1.4.14

Meraviglie narrative. Il demone di Plutarco (Alfredo Giuliani)

Non vergogniamoci di scoprire soltanto oggi un certo Plutarco. Dopotutto, chi sa di non sapere è pronto a godersi i piaceri dell'ignoranza. Sapevamo tutti che Plutarco di Cheronea (nato intorno al 47 d.C. e morto presumibilmente nel 127) è l'autore delle Vite parallele, libro famosissimo che ha ispirato gli spiriti più diversi: Shakespeare, Montaigne, il furente Vittorio Alfieri, tanto per fare qualche nome. E sapevamo che di Plutarco restano anche un'ottantina di scritti, di varia proporzione e sui più vari argomenti, comunemente chiamati alla rinfusa, e impropriamente, Opere morali. Diciamo che sono dialoghi, trattati, prediche, divagazioni, a volte un che di mezzo tra il saggio eil racconto. Forse perché difficili da tradurre, per le qualità stilistiche e le sottigliezze lessicali, sono pressoché sconosciute (rare e parzialissime le traduzioni moderne in italiano).
La tarda tradizione umanistica, quella stessa che ci ha afflitto con gli «eroi» delle Vite, ha fatto un cattivo servizio a Plutarco, considerando sommariamente «minori» queste cosiddette Opere morali. Niente di più ingiusto.
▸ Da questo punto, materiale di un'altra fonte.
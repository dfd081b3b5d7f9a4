//! YAML file loader.

use std::fs;
use std::path::{Path, PathBuf};

use tracing::debug;

use super::ConfigLoader;
use crate::error::{ConfigError, Result};
use crate::schema::{join_dir, Config};

/// Parse a config document strictly. The text is kept as the config's
/// original form.
pub fn load_str(s: &str) -> Result<Config> {
    // An empty document carries no route.
    if s.trim().is_empty() {
        return Err(ConfigError::validation("no route provided in config"));
    }
    let mut config: Config = serde_yaml::from_str(s)?;
    let root = config
        .route
        .as_ref()
        .ok_or_else(|| ConfigError::validation("no route provided in config"))?;
    if root.continue_matching {
        return Err(ConfigError::validation("cannot have continue in root route"));
    }
    config.set_original_text(s.to_string());
    Ok(config)
}

/// Read and parse `path`, resolving relative file references against its directory.
pub fn load_file(path: &Path) -> Result<Config> {
    let content = fs::read_to_string(path)?;
    let mut config = load_str(&content)?;
    let dir = path
        .parent()
        .filter(|p| !p.as_os_str().is_empty())
        .unwrap_or_else(|| Path::new("."));
    resolve_filepaths(dir, &mut config);
    Ok(config)
}

fn resolve_filepaths(dir: &Path, config: &mut Config) {
    for template in &mut config.templates {
        join_dir(dir, template);
    }
    if let Some(global) = &mut config.global {
        if let Some(http) = &mut global.http_config {
            http.set_directory(dir);
        }
        join_dir(dir, &mut global.slack_api_url_file);
        join_dir(dir, &mut global.opsgenie_api_key_file);
    }
    for receiver in &mut config.receivers {
        receiver.set_directory(dir);
    }
}

/// Loads the whole config from a YAML file on every call.
#[derive(Debug, Clone)]
pub struct FileLoader {
    path: PathBuf,
}

impl FileLoader {
    pub fn new(path: impl Into<PathBuf>) -> Self {
        Self { path: path.into() }
    }

    pub fn path(&self) -> &Path {
        &self.path
    }
}

impl ConfigLoader for FileLoader {
    fn load(&self, config: &mut Config) -> Result<()> {
        debug!(path = %self.path.display(), "loading config file");
        *config = load_file(&self.path)?;
        Ok(())
    }
}
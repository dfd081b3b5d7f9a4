use std::collections::BTreeMap;

use herald_core::LabelSet;
use serde::{Deserialize, Serialize};

use super::route::{Matcher, Pattern};
use super::values::is_valid_label_name;

/// Mutes alerts matching the target side while an alert matching the source
/// side is firing, provided both agree on every label in `equal`.
#[derive(Debug, Clone, Default, PartialEq, Serialize, Deserialize)]
#[serde(default, deny_unknown_fields)]
pub struct InhibitRule {
    #[serde(skip_serializing_if = "BTreeMap::is_empty")]
    pub source_match: BTreeMap<String, String>,
    #[serde(skip_serializing_if = "BTreeMap::is_empty")]
    pub source_match_re: BTreeMap<String, Pattern>,
    #[serde(skip_serializing_if = "Vec::is_empty")]
    pub source_matchers: Vec<Matcher>,
    #[serde(skip_serializing_if = "BTreeMap::is_empty")]
    pub target_match: BTreeMap<String, String>,
    #[serde(skip_serializing_if = "BTreeMap::is_empty")]
    pub target_match_re: BTreeMap<String, Pattern>,
    #[serde(skip_serializing_if = "Vec::is_empty")]
    pub target_matchers: Vec<Matcher>,
    #[serde(skip_serializing_if = "Vec::is_empty")]
    pub equal: Vec<String>,
}

impl InhibitRule {
    pub fn validate(&self) -> Result<(), String> {
        let names = self
            .source_match
            .keys()
            .chain(self.target_match.keys())
            .chain(self.source_match_re.keys())
            .chain(self.target_match_re.keys())
            .chain(self.equal.iter());
        for name in names {
            if !is_valid_label_name(name) {
                return Err(format!("invalid label name {name:?}"));
            }
        }
        Ok(())
    }

    /// Whether an alert with `source` labels inhibits one with `target` labels.
    pub fn inhibits(&self, source: &LabelSet, target: &LabelSet) -> bool {
        side_matches(&self.source_match, &self.source_match_re, &self.source_matchers, source)
            && side_matches(&self.target_match, &self.target_match_re, &self.target_matchers, target)
            && self.equal.iter().all(|l| source.get(l) == target.get(l))
    }
}

fn side_matches(
    exact: &BTreeMap<String, String>,
    re: &BTreeMap<String, Pattern>,
    matchers: &[Matcher],
    labels: &LabelSet,
) -> bool {
    let get = |name: &str| labels.get(name).map(String::as_str).unwrap_or("");
    exact.iter().all(|(k, v)| get(k) == v)
        && re.iter().all(|(k, p)| p.is_match(get(k)))
        && matchers.iter().all(|m| m.matches_labels(labels))
}
mod api;
mod cli;
mod router;
mod startup;
mod state;

use clap::Parser;
use tracing::info;

use herald_core::settings::load_dotenv;
use herald_core::Settings;

#[tokio::main]
async fn main() -> anyhow::Result<()> {
    load_dotenv();
    tracing_subscriber::fmt()
        .with_env_filter(
            tracing_subscriber::EnvFilter::try_from_default_env()
                .unwrap_or_else(|_| tracing_subscriber::EnvFilter::new("info")),
        )
        .init();

    let mut settings = Settings::from_env();
    cli::Cli::parse().apply(&mut settings);
    settings.log_summary();

    let addr = format!("{}:{}", settings.server.host, settings.server.port);
    let reload_interval = settings.source.reload_interval;

    let state = startup::build_app_state(settings)?;
    startup::initial_reload(&state).await;
    if let Some(every) = reload_interval {
        startup::spawn_reload_timer(state.coordinator.clone(), every);
    }
    // Dropping the watcher stops it; keep it for the life of the server.
    let _watcher = startup::watch_config(&state)?;

    let app = router::build_router(state);
    let listener = tokio::net::TcpListener::bind(&addr).await?;
    info!("Herald listening on {}", addr);
    info!("API docs available at http://{}/docs", addr);

    axum::serve(listener, app)
        .with_graceful_shutdown(shutdown_signal())
        .await?;
    info!("Server stopped");
    Ok(())
}

async fn shutdown_signal() {
    if let Err(e) = tokio::signal::ctrl_c().await {
        tracing::error!(error = %e, "Failed to listen for shutdown signal");
        std::future::pending::<()>().await;
    }
    info!("Shutdown signal received");
}
//! Routing configuration for the alert delivery service.
//!
//! This crate provides:
//! - The typed configuration model (global defaults, route tree, receivers,
//!   inhibition rules, mute time intervals) with strict YAML/JSON decoding
//! - Whole-config validation with global-default inheritance
//! - Route/receiver mutations (add, edit, delete)
//! - The [`Coordinator`]: the single owner of the live configuration, which
//!   installs new versions and fans them out to subscribers
//! - Config loaders: a YAML file loader with a change watcher and a remote
//!   loader that assembles channels from the query service

pub mod coordinator;
pub mod error;
pub mod loader;
pub mod mutation;
pub mod schema;
pub mod snapshot;
pub mod validation;

pub use coordinator::{Coordinator, CoordinatorMetrics, Subscriber, SubscriberResult};
pub use error::{ConfigError, Result};
pub use loader::{ChannelLoader, ConfigLoader, FileLoader};
pub use schema::{Config, ConfigOpts, GlobalConfig, Matcher, Receiver, Route};
//! Command-line flags. Environment settings (profiled) are read first by
//! `Settings::from_env`; any flag given here overrides them.

use std::path::PathBuf;
use std::time::Duration;

use clap::Parser;
use herald_core::Settings;

#[derive(Parser, Debug, Default)]
#[command(name = "herald", version, about = "Alert routing and notification delivery service")]
pub struct Cli {
    /// Path of the YAML routing config.
    #[arg(long)]
    pub config_file: Option<PathBuf>,

    /// Base URL of the query service; when set, channels are loaded from it
    /// instead of the config file.
    #[arg(long)]
    pub query_service_url: Option<String>,

    #[arg(long)]
    pub host: Option<String>,

    #[arg(long)]
    pub port: Option<u16>,

    /// Reload the config every N seconds (0 disables the timer).
    #[arg(long)]
    pub reload_interval_secs: Option<u64>,

    /// Write every installed config to this path.
    #[arg(long)]
    pub snapshot_path: Option<PathBuf>,

    /// Reload when the config file changes on disk.
    #[arg(long)]
    pub watch: bool,
}

impl Cli {
    /// Apply the flags that were given on top of `settings`.
    pub fn apply(self, settings: &mut Settings) {
        if let Some(path) = self.config_file {
            settings.source.config_file = path;
        }
        if let Some(url) = self.query_service_url.filter(|u| !u.is_empty()) {
            settings.source.query_service_url = Some(url);
        }
        if let Some(host) = self.host {
            settings.server.host = host;
        }
        if let Some(port) = self.port {
            settings.server.port = port;
        }
        if let Some(secs) = self.reload_interval_secs {
            settings.source.reload_interval = (secs > 0).then(|| Duration::from_secs(secs));
        }
        if let Some(path) = self.snapshot_path {
            settings.source.snapshot_path = Some(path);
        }
        if self.watch {
            settings.source.watch = true;
        }
    }
}

#[cfg(test)]
mod tests {
    use super::*;

    #[test]
    fn flags_override_settings() {
        let mut settings = Settings::for_profile("");
        let cli = Cli::parse_from([
            "herald",
            "--config-file",
            "/etc/herald/routes.yml",
            "--port",
            "9999",
            "--reload-interval-secs",
            "0",
            "--watch",
        ]);
        cli.apply(&mut settings);
        assert_eq!(settings.source.config_file, PathBuf::from("/etc/herald/routes.yml"));
        assert_eq!(settings.server.port, 9999);
        assert_eq!(settings.source.reload_interval, None);
        assert!(settings.source.watch);
    }

    #[test]
    fn absent_flags_keep_settings() {
        let mut settings = Settings::for_profile("");
        let before = settings.server.host.clone();
        Cli::default().apply(&mut settings);
        assert_eq!(settings.server.host, before);
    }
}
//! Slack incoming-webhook notifier.

use herald_core::Alert;
use herald_routing::schema::SlackConfig;
use serde::Serialize;

use crate::http::HttpSender;
use crate::retrier::Retrier;
use crate::templating::{TemplateData, TemplateRenderer, DEFAULT_TEXT, DEFAULT_TITLE};
use crate::traits::{Notifier, NotifierSettings, NotifyContext, NotifyError};
use crate::util::{redact_in, truncate_in_runes};

/// Slack rejects attachment titles longer than this.
const MAX_TITLE_RUNES: usize = 1024;

const DEFAULT_USERNAME: &str = "Herald";

#[derive(Debug, Serialize)]
struct SlackMessage {
    #[serde(skip_serializing_if = "String::is_empty")]
    channel: String,
    username: String,
    #[serde(skip_serializing_if = "String::is_empty")]
    icon_emoji: String,
    #[serde(skip_serializing_if = "String::is_empty")]
    icon_url: String,
    attachments: Vec<SlackAttachment>,
}

#[derive(Debug, Serialize)]
struct SlackAttachment {
    title: String,
    #[serde(skip_serializing_if = "String::is_empty")]
    title_link: String,
    text: String,
    fallback: String,
    color: String,
    mrkdwn_in: Vec<&'static str>,
}

#[derive(Debug)]
enum ApiUrl {
    Inline(String),
    File(String),
}

#[derive(Debug)]
pub struct SlackNotifier {
    conf: SlackConfig,
    api_url: ApiUrl,
    sender: HttpSender,
    renderer: TemplateRenderer,
}

impl SlackNotifier {
    pub fn from_config(conf: &SlackConfig, settings: &NotifierSettings) -> Result<Self, NotifyError> {
        let api_url = match (&conf.api_url, conf.api_url_file.is_empty()) {
            (Some(url), _) => ApiUrl::Inline(url.as_str().to_string()),
            (None, false) => ApiUrl::File(conf.api_url_file.clone()),
            (None, true) => return Err(NotifyError::Config("slack api_url or api_url_file is mandatory".to_string())),
        };
        Ok(Self {
            conf: conf.clone(),
            api_url,
            sender: HttpSender::from_config(conf.http_config.as_ref(), settings)?,
            renderer: TemplateRenderer::new(),
        })
    }

    /// The file variant is read on every notification.
    async fn resolve_url(&self) -> Result<String, NotifyError> {
        match &self.api_url {
            ApiUrl::Inline(url) => Ok(url.clone()),
            ApiUrl::File(path) => tokio::fs::read_to_string(path)
                .await
                .map(|s| s.trim().to_string())
                .map_err(|e| NotifyError::Config(format!("unable to read slack api_url_file {path}: {e}"))),
        }
    }

    fn build_message(&self, data: &TemplateData) -> Result<SlackMessage, NotifyError> {
        let r = &self.renderer;
        let rendered_title = r.render_or(&self.conf.title, DEFAULT_TITLE, data)?;
        let (title, truncated) = truncate_in_runes(&rendered_title, MAX_TITLE_RUNES);
        if truncated {
            tracing::warn!(receiver = %data.receiver, max = MAX_TITLE_RUNES, "truncated slack title");
        }
        let default_color = if data.is_firing() { "danger" } else { "good" };
        let username = if self.conf.username.is_empty() {
            DEFAULT_USERNAME.to_string()
        } else {
            r.render(&self.conf.username, data)?
        };

        Ok(SlackMessage {
            channel: r.render(&self.conf.channel, data)?,
            username,
            icon_emoji: r.render(&self.conf.icon_emoji, data)?,
            icon_url: r.render(&self.conf.icon_url, data)?,
            attachments: vec![SlackAttachment {
                fallback: title.clone(),
                title,
                title_link: r.render_or(&self.conf.title_link, "{{ externalURL }}", data)?,
                text: r.render_or(&self.conf.text, DEFAULT_TEXT, data)?,
                color: r.render_or(&self.conf.color, default_color, data)?,
                mrkdwn_in: vec!["fallback", "pretext", "text"],
            }],
        })
    }
}

#[async_trait::async_trait]
impl Notifier for SlackNotifier {
    async fn notify(&self, ctx: &NotifyContext, alerts: &[Alert]) -> Result<(), NotifyError> {
        let data = TemplateData::new(ctx, alerts);
        let message = self.build_message(&data)?;
        let url = self.resolve_url().await?;

        let response = self.sender.post_json(&url, &message).await?;
        // Slack answers with plain text; the URL itself is the credential.
        let retrier = Retrier::new()
            .with_details(move |_, body| redact_in(String::from_utf8_lossy(body).trim(), &url));
        retrier.classify(response.status, &response.body)
    }

    fn integration(&self) -> &str {
        "slack"
    }

    fn send_resolved(&self) -> bool {
        self.conf.send_resolved
    }
}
Ora che l'Adelphi comincia a pubblicarne un' ampia scelta, a cura di Dario Del Corno, possiamo finalmente intuire quale meraviglioso scrittore è Plutarco.
Il primo volume contiene due dialoghi, Il demone di Socrate e I ritardi della punizione divina . La bella introduzione e la nota filologica sono di Del Corno; le versioni, che mi sembrano eccellenti, e le note al testo, sono di Antonio Aloni e Giulio Guidorizzi. «All'affermazione di Adalbert von Chamisso, che l'uomo felice è colui che scrive un libro, Plutarco avrebbe aderito cordialmente; e si sarebbe considerato a buon diritto tra gli uomini più felici del creato». Così, con molta grazia, dice Del Corno; e difatti il Nostro sembra che di libri ne abbia scritti più di trecento (87 son quelli conservati).

Gusto teatrale
Ma non si tratta soltanto di compiacersi, da bravi eruditi, di tanto felice e intensa quantità. Il curatore allude giustamente proprio alla felicità di scrivere che fluisce da queste pagine. Il primo dei due dialoghi, Il demone di Socrate, incantevole dal principio alla fine, intreccia complessità e leggerezza, conversazioni filosofiche e colpi di scena, cronaca e cosmologia, toni comici e drammatici, con abilità narrativa stupefacente. Rispetto al dialogo platonico che gli fa da modello, qui in particolare il Fedone, quello di Plutarco ha una qualità romanzesca, mirabile nell'invenzione degli ambienti e nella graduazione degli episodi; e rivela un fine gusto teatrale nel delineare gli atteggiamenti e le azioni dei personaggi, nel disporre i loro indugi, e le entrate e uscite dalla scena. 
Ma qual è la scena? Quella della cornice è Atene. Un gruppo di ateniesi filotebani, di cui è portavoce un certo Archidamo, è ansioso di conoscere in tutti i particolari l'insurrezione di Tebe contro i tiranni filospartani avvenuta nel 379/8 a.C.. Nell'inverno di quell'anno, un manipolo di esiliati era rientrato nascostamente in Tebe, unendosi ai patrioti rimasti nella città. Gli insorti avevano ucciso i tiranni e i loro sostenitori ripristinando la libertà. Uno dei patrioti, Cafisia, fratello di Epaminonda, si trova in Atene qualche tempo dopo gli avvenimenti; ed è lui che, interrogato da Archidamo, racconta la storia.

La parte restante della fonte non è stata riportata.